EXTRACTED DATA:
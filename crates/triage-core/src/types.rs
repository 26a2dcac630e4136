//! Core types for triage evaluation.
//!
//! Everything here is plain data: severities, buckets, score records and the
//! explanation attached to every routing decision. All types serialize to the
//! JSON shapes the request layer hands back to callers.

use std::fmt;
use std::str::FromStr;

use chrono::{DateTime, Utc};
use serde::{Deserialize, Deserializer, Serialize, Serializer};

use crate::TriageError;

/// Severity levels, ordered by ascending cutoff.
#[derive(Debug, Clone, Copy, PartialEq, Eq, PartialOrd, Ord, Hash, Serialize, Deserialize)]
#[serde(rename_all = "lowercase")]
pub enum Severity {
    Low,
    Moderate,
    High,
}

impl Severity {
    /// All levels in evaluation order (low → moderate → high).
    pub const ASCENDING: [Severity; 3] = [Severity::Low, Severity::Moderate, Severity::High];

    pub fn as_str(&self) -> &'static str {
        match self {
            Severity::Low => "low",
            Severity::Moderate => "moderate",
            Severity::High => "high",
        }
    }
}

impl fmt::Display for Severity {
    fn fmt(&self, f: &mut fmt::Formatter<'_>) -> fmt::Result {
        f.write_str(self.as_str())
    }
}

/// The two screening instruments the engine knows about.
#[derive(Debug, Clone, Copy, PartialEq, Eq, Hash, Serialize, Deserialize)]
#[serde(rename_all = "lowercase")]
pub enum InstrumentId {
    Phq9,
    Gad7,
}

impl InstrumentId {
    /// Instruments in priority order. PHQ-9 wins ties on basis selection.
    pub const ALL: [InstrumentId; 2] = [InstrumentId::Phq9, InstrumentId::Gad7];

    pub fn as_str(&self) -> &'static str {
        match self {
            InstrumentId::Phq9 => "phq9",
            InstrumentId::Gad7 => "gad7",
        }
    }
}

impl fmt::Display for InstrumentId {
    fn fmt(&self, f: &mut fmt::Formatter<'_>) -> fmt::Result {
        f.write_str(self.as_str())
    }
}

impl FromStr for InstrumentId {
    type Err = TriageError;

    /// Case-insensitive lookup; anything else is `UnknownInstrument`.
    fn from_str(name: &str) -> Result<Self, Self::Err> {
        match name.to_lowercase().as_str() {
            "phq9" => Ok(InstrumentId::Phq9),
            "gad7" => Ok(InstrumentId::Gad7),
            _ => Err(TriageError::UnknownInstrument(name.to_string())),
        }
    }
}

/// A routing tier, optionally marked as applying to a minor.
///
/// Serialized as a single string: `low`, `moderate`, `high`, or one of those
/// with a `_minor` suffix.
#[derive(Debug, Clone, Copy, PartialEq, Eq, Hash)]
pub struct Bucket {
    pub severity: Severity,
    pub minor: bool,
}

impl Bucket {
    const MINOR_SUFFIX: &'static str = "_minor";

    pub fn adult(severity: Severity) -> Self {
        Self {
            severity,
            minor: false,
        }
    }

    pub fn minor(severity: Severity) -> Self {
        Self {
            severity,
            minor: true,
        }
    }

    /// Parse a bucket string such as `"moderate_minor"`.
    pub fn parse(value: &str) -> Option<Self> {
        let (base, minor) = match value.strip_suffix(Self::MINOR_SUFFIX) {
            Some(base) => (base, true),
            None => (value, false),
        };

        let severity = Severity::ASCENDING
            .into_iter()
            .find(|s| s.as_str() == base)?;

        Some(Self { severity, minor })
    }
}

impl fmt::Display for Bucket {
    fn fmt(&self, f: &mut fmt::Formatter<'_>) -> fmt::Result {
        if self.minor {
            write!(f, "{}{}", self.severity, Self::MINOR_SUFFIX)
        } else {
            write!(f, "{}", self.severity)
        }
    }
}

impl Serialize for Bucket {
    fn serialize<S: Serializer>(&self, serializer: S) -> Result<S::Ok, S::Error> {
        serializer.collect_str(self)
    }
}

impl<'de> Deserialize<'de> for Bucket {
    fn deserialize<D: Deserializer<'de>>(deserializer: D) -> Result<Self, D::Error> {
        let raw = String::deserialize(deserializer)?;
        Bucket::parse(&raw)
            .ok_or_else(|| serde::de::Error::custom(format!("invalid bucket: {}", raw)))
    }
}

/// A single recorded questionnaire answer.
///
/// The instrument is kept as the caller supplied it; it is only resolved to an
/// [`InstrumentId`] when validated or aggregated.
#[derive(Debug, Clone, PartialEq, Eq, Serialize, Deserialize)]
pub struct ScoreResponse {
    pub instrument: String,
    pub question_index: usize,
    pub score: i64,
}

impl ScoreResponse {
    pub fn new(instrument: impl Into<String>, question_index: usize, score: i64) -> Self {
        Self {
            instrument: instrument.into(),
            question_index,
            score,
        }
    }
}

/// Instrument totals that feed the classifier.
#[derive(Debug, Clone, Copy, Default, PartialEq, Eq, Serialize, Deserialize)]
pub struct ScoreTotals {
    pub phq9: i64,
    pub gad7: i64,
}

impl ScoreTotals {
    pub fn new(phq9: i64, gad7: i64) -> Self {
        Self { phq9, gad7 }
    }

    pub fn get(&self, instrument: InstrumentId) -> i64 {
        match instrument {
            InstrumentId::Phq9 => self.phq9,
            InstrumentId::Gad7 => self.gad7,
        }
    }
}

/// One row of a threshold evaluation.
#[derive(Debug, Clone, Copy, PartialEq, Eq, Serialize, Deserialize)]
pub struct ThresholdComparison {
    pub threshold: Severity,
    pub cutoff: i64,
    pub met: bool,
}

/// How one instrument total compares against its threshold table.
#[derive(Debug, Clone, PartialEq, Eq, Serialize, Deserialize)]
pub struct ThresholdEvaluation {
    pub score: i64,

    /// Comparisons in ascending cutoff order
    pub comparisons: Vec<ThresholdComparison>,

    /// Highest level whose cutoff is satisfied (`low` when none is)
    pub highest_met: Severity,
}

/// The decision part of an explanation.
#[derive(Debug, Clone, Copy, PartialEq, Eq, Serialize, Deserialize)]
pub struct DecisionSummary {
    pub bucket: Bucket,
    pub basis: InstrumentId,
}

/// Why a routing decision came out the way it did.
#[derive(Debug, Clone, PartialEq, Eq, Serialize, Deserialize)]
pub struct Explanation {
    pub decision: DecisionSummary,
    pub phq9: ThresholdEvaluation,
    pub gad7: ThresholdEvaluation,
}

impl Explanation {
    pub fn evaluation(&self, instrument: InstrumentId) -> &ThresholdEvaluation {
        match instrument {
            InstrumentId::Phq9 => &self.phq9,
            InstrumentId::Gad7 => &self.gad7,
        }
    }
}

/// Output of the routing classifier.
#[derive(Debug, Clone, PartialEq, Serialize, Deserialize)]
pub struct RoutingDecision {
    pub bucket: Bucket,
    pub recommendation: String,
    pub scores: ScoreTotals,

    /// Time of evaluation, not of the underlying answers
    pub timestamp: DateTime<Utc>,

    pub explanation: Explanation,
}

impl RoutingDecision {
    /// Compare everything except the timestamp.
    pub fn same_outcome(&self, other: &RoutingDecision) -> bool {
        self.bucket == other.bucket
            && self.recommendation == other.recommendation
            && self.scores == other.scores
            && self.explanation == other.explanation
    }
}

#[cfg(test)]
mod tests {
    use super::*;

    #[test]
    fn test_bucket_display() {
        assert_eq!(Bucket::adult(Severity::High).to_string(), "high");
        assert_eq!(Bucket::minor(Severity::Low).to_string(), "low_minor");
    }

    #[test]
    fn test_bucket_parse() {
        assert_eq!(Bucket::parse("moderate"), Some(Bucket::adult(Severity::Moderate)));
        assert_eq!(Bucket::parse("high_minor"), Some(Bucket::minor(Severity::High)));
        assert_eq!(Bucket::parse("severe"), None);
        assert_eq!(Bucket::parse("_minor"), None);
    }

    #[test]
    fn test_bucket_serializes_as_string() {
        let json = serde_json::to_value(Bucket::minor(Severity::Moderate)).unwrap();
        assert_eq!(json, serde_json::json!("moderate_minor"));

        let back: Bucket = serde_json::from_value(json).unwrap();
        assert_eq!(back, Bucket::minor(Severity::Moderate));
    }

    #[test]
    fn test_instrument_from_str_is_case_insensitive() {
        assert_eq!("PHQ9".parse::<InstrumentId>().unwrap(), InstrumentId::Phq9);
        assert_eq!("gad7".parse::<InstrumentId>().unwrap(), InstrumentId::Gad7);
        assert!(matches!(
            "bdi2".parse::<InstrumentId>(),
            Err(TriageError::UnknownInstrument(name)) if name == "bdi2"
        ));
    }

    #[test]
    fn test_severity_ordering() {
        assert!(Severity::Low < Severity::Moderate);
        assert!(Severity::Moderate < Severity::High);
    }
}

TASK STATEMENT: Look back at the entries above. Retype the line with "moderate → high).", the line with "impl fmt::Display for Severity", and all lines in between.

ANSWER TO THIS TASK:
    /// All levels in evaluation order (low → moderate → high).
    pub const ASCENDING: [Severity; 3] = [Severity::Low, Severity::Moderate, Severity::High];

    pub fn as_str(&self) -> &'static str {
        match self {
            Severity::Low => "low",
            Severity::Moderate => "moderate",
            Severity::High => "high",
        }
    }
}

impl fmt::Display for Severity {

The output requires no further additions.